I have always been fascinated with understanding how things work. My favorite subjects in school were math and science. But I really knew I wanted to become a scientist when I took high school physics. It was the perfect combination of problem-solving and math. It felt like solving puzzles all day, I just absolutely loved it (and still do).
During my freshman year at Occidental College, I learned about dark matter and got involved with a professor who was doing astrophysics research. I became really fascinated with the make up of the universe, how it was created, and what it’s eventual fate would be. I continued to study astrophysics for the next twelve years, and my PhD at Berkeley involved the study of dark energy.
I went directly from receiving my PhD in astrophysics to getting a data science position at Microsoft / Yammer. After a year at Yammer, I was recruited by education start-up InstaEDU to start their data science team. Eight months later InstaEDU was acquired by Chegg, and now I am a Senior Data Scientist for Chegg.
There were a lot of factors that motivated my change from academia to the tech industry:
New Challenge – I had been doing astrophysics research for 12 years and I was ready for a new challenge. I felt like I would learn and grow more by switching to the tech industry than I would by staying in academia.
State of the field – Because data science is a newer field than astronomy I have the opportunity to make a bigger impact and do more innovative work. I am excited to be one of the pioneers in this field.
Work environment – My research work was isolating and solitary. I wanted to work in an environment that was more collaborative and team based. I also found the pace of academic research to be a little slow. Because most work is done for the purpose of publication, the level of rigor and depth of analysis is quite intense. This means projects can go for months or even years. In the tech industry projects tend to be fast-paced and less in-depth. This is a better fit for my personality and work style.
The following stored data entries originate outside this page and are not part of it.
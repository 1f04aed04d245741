//! Persistence layer (§4.H): a single SQLite-backed connection shared by
//! the audit repository and the memory repository.
//!
//! Grounded on `db/connection.py`'s `Database` wrapper: one schema script
//! run at startup, one connection, repository objects layered on top.
//! `rusqlite::Connection` is `!Sync`, so the connection is held behind a
//! `tokio::sync::Mutex` per §5 ("single owner... must serialize writes");
//! callers `.lock().await` then issue the (synchronous, fast, local-file)
//! rusqlite call inline rather than round-tripping through
//! `spawn_blocking`, matching the scale of a single-operator database.

pub mod audit;
pub mod memory;

use std::path::Path;
use std::sync::Arc;

use rusqlite::Connection;
use tokio::sync::Mutex;

use crate::error::Result;

pub use audit::{AuditEntry, AuditRepository, ToolExecutionEntry};
pub use memory::{Memory, MemoryRepository};

const SCHEMA_SQL: &str = "
CREATE TABLE IF NOT EXISTS audit_logs (
    id INTEGER PRIMARY KEY AUTOINCREMENT,
    timestamp TEXT NOT NULL DEFAULT (datetime('now')),
    source TEXT NOT NULL,
    user_id TEXT,
    session_id TEXT,
    message_type TEXT NOT NULL,
    content TEXT NOT NULL,
    metadata TEXT
);

CREATE TABLE IF NOT EXISTS tool_executions (
    id INTEGER PRIMARY KEY AUTOINCREMENT,
    audit_log_id INTEGER,
    timestamp TEXT NOT NULL DEFAULT (datetime('now')),
    tool_name TEXT NOT NULL,
    parameters TEXT NOT NULL,
    result TEXT,
    duration_ms INTEGER,
    success INTEGER NOT NULL,
    error_message TEXT,
    FOREIGN KEY (audit_log_id) REFERENCES audit_logs(id)
);

CREATE INDEX IF NOT EXISTS idx_audit_timestamp ON audit_logs(timestamp);
CREATE INDEX IF NOT EXISTS idx_audit_source ON audit_logs(source);
CREATE INDEX IF NOT EXISTS idx_audit_message_type ON audit_logs(message_type);
CREATE INDEX IF NOT EXISTS idx_tool_name ON tool_executions(tool_name);
CREATE INDEX IF NOT EXISTS idx_tool_timestamp ON tool_executions(timestamp);

CREATE TABLE IF NOT EXISTS memories (
    id INTEGER PRIMARY KEY AUTOINCREMENT,
    created_at TEXT NOT NULL DEFAULT (datetime('now')),
    updated_at TEXT NOT NULL DEFAULT (datetime('now')),
    category TEXT NOT NULL,
    content TEXT NOT NULL,
    source TEXT,
    user_id TEXT
);

CREATE INDEX IF NOT EXISTS idx_memories_category ON memories(category);
CREATE INDEX IF NOT EXISTS idx_memories_created ON memories(created_at);
";

/// Shared handle to the one SQLite connection both repositories write
/// through. Cloning is cheap (it's an `Arc`); every clone serializes on
/// the same mutex.
#[derive(Clone)]
pub struct Database {
    conn: Arc<Mutex<Connection>>,
}

impl Database {
    /// Open (creating if absent) the database at `path` and apply the
    /// schema. `:memory:`-style paths work too, for tests.
    pub fn open(path: impl AsRef<Path>) -> Result<Self> {
        let path = path.as_ref();
        if let Some(parent) = path.parent() {
            if !parent.as_os_str().is_empty() {
                std::fs::create_dir_all(parent)
                    .map_err(|e| crate::error::Error::other(format!("creating database directory: {e}")))?;
            }
        }
        let conn = Connection::open(path)?;
        conn.execute_batch(SCHEMA_SQL)?;
        tracing::info!(path = %path.display(), "database initialized");
        Ok(Self {
            conn: Arc::new(Mutex::new(conn)),
        })
    }

    /// In-memory database, schema applied, for tests and ephemeral runs.
    pub fn open_in_memory() -> Result<Self> {
        let conn = Connection::open_in_memory()?;
        conn.execute_batch(SCHEMA_SQL)?;
        Ok(Self {
            conn: Arc::new(Mutex::new(conn)),
        })
    }

    pub(crate) fn handle(&self) -> Arc<Mutex<Connection>> {
        self.conn.clone()
    }
}

#[cfg(test)]
mod tests {
    use super::*;

    #[tokio::test]
    async fn open_in_memory_creates_schema() {
        let db = Database::open_in_memory().unwrap();
        let conn = db.handle();
        let guard = conn.lock().await;
        let count: i64 = guard
            .query_row(
                "SELECT count(*) FROM sqlite_master WHERE type='table' AND name IN ('audit_logs','tool_executions','memories')",
                [],
                |row| row.get(0),
            )
            .unwrap();
        assert_eq!(count, 3);
    }
}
Location – I wanted to stay in the San Francisco Bay Area where my family lives. There are lots of tech jobs here, but very few astrophysics positions.
I spend most of my time trying to answer questions for other people within my company using our data. I answer questions like: How can me make the experience better for our users? What is most important in retaining users? What is working well / not well?
I answer these questions by doing statistical analysis of the data we collect using a programming language called python. I create visualizations of the data that can be shared with others in the company and investors. My day involves pulling data from our database, reducing it, analyzing it, and communicating these results to others within the company. I also build tools and visualizations so people in the company can monitor how the site is doing automatically.
Data science is a rapidly growing industry. As more and more of our lives and interactions become digitally captured, using data to improve experiences and outcomes will become more and more prevalent.
I think the lay public has a lot of concerns about privacy and the way their data is being used. They also probably have misconceptions about what data scientists do and don’t do with their data. I’d like to help make this more transparent.
I care a lot about issues of equity and inclusion in STEM.
I blog about these issues for the Women in Astronomy Blog (http://womeninastronomy.blogspot.com/) as part of my membership of the American Astronomical Society’s Committee for the Status of Women in Astronomy. I also run several online communities which focus on these issues.
I run, bike, swim, salsa dance, cook, and garden. I am learning American Sign Language online through my company’s tutoring services Chegg Tutors. I love being outdoors so my ideal day off would involve some sort of outdoor activity (hiking, backpacking, camping, going to the beach) with friends, followed by cooking a meal together and playing games.
Please welcome Jessica to Real Scientists!